[[ RECORD EXCERPTS, beginning ]]

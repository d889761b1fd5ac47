//! AdmissionReview wire types.
//!
//! The envelope is parsed leniently and then resolved into a typed
//! [`AdmissionRequest`] so every structural problem surfaces as a
//! [`MalformedRequest`] naming the offending field. Responses carry the JSON
//! Patch as standard base64, which is how the API server decodes `[]byte`.

use serde::{Deserialize, Serialize};
use serde_json::Value;

use super::error::MalformedRequest;
use super::path::Lookup;

/// The `kind` of every AdmissionReview envelope
pub const META_KIND: &str = "AdmissionReview";
/// `apiVersion` for the v1 admission API
pub const META_API_VERSION_V1: &str = "admission.k8s.io/v1";
/// `apiVersion` for the v1beta1 admission API (used when none is given)
pub const META_API_VERSION_V1BETA1: &str = "admission.k8s.io/v1beta1";

fn default_api_version() -> String {
    META_API_VERSION_V1BETA1.to_string()
}

fn default_kind() -> String {
    META_KIND.to_string()
}

/// The AdmissionReview envelope, used for both directions.
///
/// `request` is kept untyped until [`AdmissionRequest::from_review`] resolves
/// the fields this webhook needs.
#[derive(Serialize, Deserialize, Clone, Debug, PartialEq)]
#[serde(rename_all = "camelCase")]
pub struct AdmissionReview {
    #[serde(default = "default_api_version")]
    pub api_version: String,
    #[serde(default = "default_kind")]
    pub kind: String,
    #[serde(default, skip_serializing_if = "Option::is_none")]
    pub request: Option<Value>,
    #[serde(default, skip_serializing_if = "Option::is_none")]
    pub response: Option<AdmissionResponse>,
}

impl AdmissionReview {
    /// Parse a raw HTTP body
    pub fn from_slice(body: &[u8]) -> Result<Self, MalformedRequest> {
        Ok(serde_json::from_slice(body)?)
    }
}

/// The parts of an admission request this webhook reads.
#[derive(Clone, Debug, PartialEq)]
pub struct AdmissionRequest {
    /// Envelope version, echoed back on the response
    pub api_version: String,
    /// Correlation id, copied verbatim onto the response
    pub uid: String,
    /// `request.kind.kind`, e.g. `DeploymentConfig`
    pub kind: String,
    pub name: Option<String>,
    pub namespace: Option<String>,
    pub operation: Option<String>,
    /// `request.object`, guaranteed to be a JSON object
    pub object: Value,
}

impl AdmissionRequest {
    /// Resolve the required request fields out of a parsed envelope.
    ///
    /// Requires `request.uid`, `request.kind.kind` and an object at
    /// `request.object`. The pod spec path inside the object is checked by the
    /// decision engine, not here.
    pub fn from_review(review: AdmissionReview) -> Result<Self, MalformedRequest> {
        let AdmissionReview {
            api_version,
            request,
            ..
        } = review;
        let request = request.ok_or_else(|| MalformedRequest::missing("request"))?;
        let root = Lookup::root("request", &request);
        root.require_object()?;

        let uid = root.clone().at(&["uid"]).require_str()?.to_string();
        let kind = root.clone().at(&["kind", "kind"]).require_str()?.to_string();
        let object = root.clone().at(&["object"]);
        object.require_object()?;

        Ok(Self {
            api_version,
            uid,
            kind,
            name: root.clone().at(&["name"]).as_str().map(str::to_string),
            namespace: root.clone().at(&["namespace"]).as_str().map(str::to_string),
            operation: root.at(&["operation"]).as_str().map(str::to_string),
            object: object.require()?.clone(),
        })
    }
}

/// The only patch format the API server accepts from webhooks
#[derive(Serialize, Deserialize, Clone, Copy, Debug, PartialEq, Eq)]
pub enum PatchType {
    #[serde(rename = "JSONPatch")]
    JsonPatch,
}

/// `metav1.Status` subset returned on rejected reviews
#[derive(Serialize, Deserialize, Clone, Debug, PartialEq, Eq)]
pub struct Status {
    pub status: String,
    pub message: String,
    pub reason: String,
    pub code: u16,
}

/// The response half of an AdmissionReview.
#[derive(Serialize, Deserialize, Clone, Debug, PartialEq, Eq)]
#[serde(rename_all = "camelCase")]
pub struct AdmissionResponse {
    /// Envelope version this response will be wrapped in
    #[serde(skip)]
    pub api_version: String,
    pub uid: String,
    pub allowed: bool,
    #[serde(default, skip_serializing_if = "Option::is_none")]
    pub patch_type: Option<PatchType>,
    /// Raw JSON Patch bytes; base64 on the wire
    #[serde(default, skip_serializing_if = "Option::is_none", with = "base64_bytes")]
    pub patch: Option<Vec<u8>>,
    #[serde(default, skip_serializing_if = "Option::is_none")]
    pub status: Option<Status>,
}

impl From<&AdmissionRequest> for AdmissionResponse {
    fn from(request: &AdmissionRequest) -> Self {
        Self {
            api_version: request.api_version.clone(),
            uid: request.uid.clone(),
            allowed: true,
            patch_type: None,
            patch: None,
            status: None,
        }
    }
}

impl AdmissionResponse {
    /// Response for a review that could not be read. There is no request to
    /// copy a uid from, so it is left empty.
    pub fn invalid(message: impl Into<String>) -> Self {
        Self {
            api_version: default_api_version(),
            uid: String::new(),
            allowed: false,
            patch_type: None,
            patch: None,
            status: Some(Status {
                status: "Failure".to_string(),
                message: message.into(),
                reason: "BadRequest".to_string(),
                code: 400,
            }),
        }
    }

    /// Attach a JSON Patch document
    #[must_use]
    pub fn with_patch(mut self, document: &'static str) -> Self {
        self.patch = Some(document.as_bytes().to_vec());
        self.patch_type = Some(PatchType::JsonPatch);
        self
    }

    pub fn into_review(self) -> AdmissionReview {
        let api_version = if self.api_version.is_empty() {
            default_api_version()
        } else {
            self.api_version.clone()
        };
        AdmissionReview {
            api_version,
            kind: default_kind(),
            request: None,
            response: Some(self),
        }
    }
}

mod base64_bytes {
    use base64::{Engine, engine::general_purpose::STANDARD};
    use serde::{Deserialize, Deserializer, Serializer};

    pub fn serialize<S: Serializer>(
        bytes: &Option<Vec<u8>>,
        serializer: S,
    ) -> Result<S::Ok, S::Error> {
        match bytes {
            Some(bytes) => serializer.serialize_str(&STANDARD.encode(bytes)),
            None => serializer.serialize_none(),
        }
    }

    pub fn deserialize<'de, D: Deserializer<'de>>(
        deserializer: D,
    ) -> Result<Option<Vec<u8>>, D::Error> {
        Option::<String>::deserialize(deserializer)?
            .map(|encoded| STANDARD.decode(encoded).map_err(serde::de::Error::custom))
            .transpose()
    }
}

[[ RECORD EXCERPTS, end ]]

### BRIEF
Would you reproduce all of the data exactly, without a single alteration?

### RESULT BELOW
repository d889761b1fd5ac47
//! AdmissionReview wire types.
//!
//! The envelope is parsed leniently and then resolved into a typed
//! [`AdmissionRequest`] so every structural problem surfaces as a
//! [`MalformedRequest`] naming the offending field. Responses carry the JSON
//! Patch as standard base64, which is how the API server decodes `[]byte`.

use serde::{Deserialize, Serialize};
use serde_json::Value;

use super::error::MalformedRequest;
use super::path::Lookup;

/// The `kind` of every AdmissionReview envelope
pub const META_KIND: &str = "AdmissionReview";
/// `apiVersion` for the v1 admission API
pub const META_API_VERSION_V1: &str = "admission.k8s.io/v1";
/// `apiVersion` for the v1beta1 admission API (used when none is given)
pub const META_API_VERSION_V1BETA1: &str = "admission.k8s.io/v1beta1";

fn default_api_version() -> String {
    META_API_VERSION_V1BETA1.to_string()
}

fn default_kind() -> String {
    META_KIND.to_string()
}

/// The AdmissionReview envelope, used for both directions.
///
/// `request` is kept untyped until [`AdmissionRequest::from_review`] resolves
/// the fields this webhook needs.
#[derive(Serialize, Deserialize, Clone, Debug, PartialEq)]
#[serde(rename_all = "camelCase")]
pub struct AdmissionReview {
    #[serde(default = "default_api_version")]
    pub api_version: String,
    #[serde(default = "default_kind")]
    pub kind: String,
    #[serde(default, skip_serializing_if = "Option::is_none")]
    pub request: Option<Value>,
    #[serde(default, skip_serializing_if = "Option::is_none")]
    pub response: Option<AdmissionResponse>,
}

impl AdmissionReview {
    /// Parse a raw HTTP body
    pub fn from_slice(body: &[u8]) -> Result<Self, MalformedRequest> {
        Ok(serde_json::from_slice(body)?)
    }
}

/// The parts of an admission request this webhook reads.
#[derive(Clone, Debug, PartialEq)]
pub struct AdmissionRequest {
    /// Envelope version, echoed back on the response
    pub api_version: String,
    /// Correlation id, copied verbatim onto the response
    pub uid: String,
    /// `request.kind.kind`, e.g. `DeploymentConfig`
    pub kind: String,
    pub name: Option<String>,
    pub namespace: Option<String>,
    pub operation: Option<String>,
    /// `request.object`, guaranteed to be a JSON object
    pub object: Value,
}

impl AdmissionRequest {
    /// Resolve the required request fields out of a parsed envelope.
    ///
    /// Requires `request.uid`, `request.kind.kind` and an object at
    /// `request.object`. The pod spec path inside the object is checked by the
    /// decision engine, not here.
    pub fn from_review(review: AdmissionReview) -> Result<Self, MalformedRequest> {
        let AdmissionReview {
            api_version,
            request,
            ..
        } = review;
        let request = request.ok_or_else(|| MalformedRequest::missing("request"))?;
        let root = Lookup::root("request", &request);
        root.require_object()?;

        let uid = root.clone().at(&["uid"]).require_str()?.to_string();
        let kind = root.clone().at(&["kind", "kind"]).require_str()?.to_string();
        let object = root.clone().at(&["object"]);
        object.require_object()?;

        Ok(Self {
            api_version,
            uid,
            kind,
            name: root.clone().at(&["name"]).as_str().map(str::to_string),
            namespace: root.clone().at(&["namespace"]).as_str().map(str::to_string),
            operation: root.at(&["operation"]).as_str().map(str::to_string),
            object: object.require()?.clone(),
        })
    }
}

/// The only patch format the API server accepts from webhooks
#[derive(Serialize, Deserialize, Clone, Copy, Debug, PartialEq, Eq)]
pub enum PatchType {
    #[serde(rename = "JSONPatch")]
    JsonPatch,
}

/// `metav1.Status` subset returned on rejected reviews
#[derive(Serialize, Deserialize, Clone, Debug, PartialEq, Eq)]
pub struct Status {
    pub status: String,
    pub message: String,
    pub reason: String,
    pub code: u16,
}

/// The response half of an AdmissionReview.
#[derive(Serialize, Deserialize, Clone, Debug, PartialEq, Eq)]
#[serde(rename_all = "camelCase")]
pub struct AdmissionResponse {
    /// Envelope version this response will be wrapped in
    #[serde(skip)]
    pub api_version: String,
    pub uid: String,
    pub allowed: bool,
    #[serde(default, skip_serializing_if = "Option::is_none")]
    pub patch_type: Option<PatchType>,
    /// Raw JSON Patch bytes; base64 on the wire
    #[serde(default, skip_serializing_if = "Option::is_none", with = "base64_bytes")]
    pub patch: Option<Vec<u8>>,
    #[serde(default, skip_serializing_if = "Option::is_none")]
    pub status: Option<Status>,
}

impl From<&AdmissionRequest> for AdmissionResponse {
    fn from(request: &AdmissionRequest) -> Self {
        Self {
            api_version: request.api_version.clone(),
            uid: request.uid.clone(),
            allowed: true,
            patch_type: None,
            patch: None,
            status: None,
        }
    }
}

impl AdmissionResponse {
    /// Response for a review that could not be read. There is no request to
    /// copy a uid from, so it is left empty.
    pub fn invalid(message: impl Into<String>) -> Self {
        Self {
            api_version: default_api_version(),
            uid: String::new(),
            allowed: false,
            patch_type: None,
            patch: None,
            status: Some(Status {
                status: "Failure".to_string(),
                message: message.into(),
                reason: "BadRequest".to_string(),
                code: 400,
            }),
        }
    }

    /// Attach a JSON Patch document
    #[must_use]
    pub fn with_patch(mut self, document: &'static str) -> Self {
        self.patch = Some(document.as_bytes().to_vec());
        self.patch_type = Some(PatchType::JsonPatch);
        self
    }

    pub fn into_review(self) -> AdmissionReview {
        let api_version = if self.api_version.is_empty() {
            default_api_version()
        } else {
            self.api_version.clone()
        };
        AdmissionReview {
            api_version,
            kind: default_kind(),
            request: None,
            response: Some(self),
        }
    }
}

mod base64_bytes {
    use base64::{Engine, engine::general_purpose::STANDARD};
    use serde::{Deserialize, Deserializer, Serializer};

    pub fn serialize<S: Serializer>(
        bytes: &Option<Vec<u8>>,
        serializer: S,
    ) -> Result<S::Ok, S::Error> {
        match bytes {
            Some(bytes) => serializer.serialize_str(&STANDARD.encode(bytes)),
            None => serializer.serialize_none(),
        }
    }

    pub fn deserialize<'de, D: Deserializer<'de>>(
        deserializer: D,
    ) -> Result<Option<Vec<u8>>, D::Error> {
        Option::<String>::deserialize(deserializer)?
            .map(|encoded| STANDARD.decode(encoded).map_err(serde::de::Error::custom))
            .transpose()
    }
}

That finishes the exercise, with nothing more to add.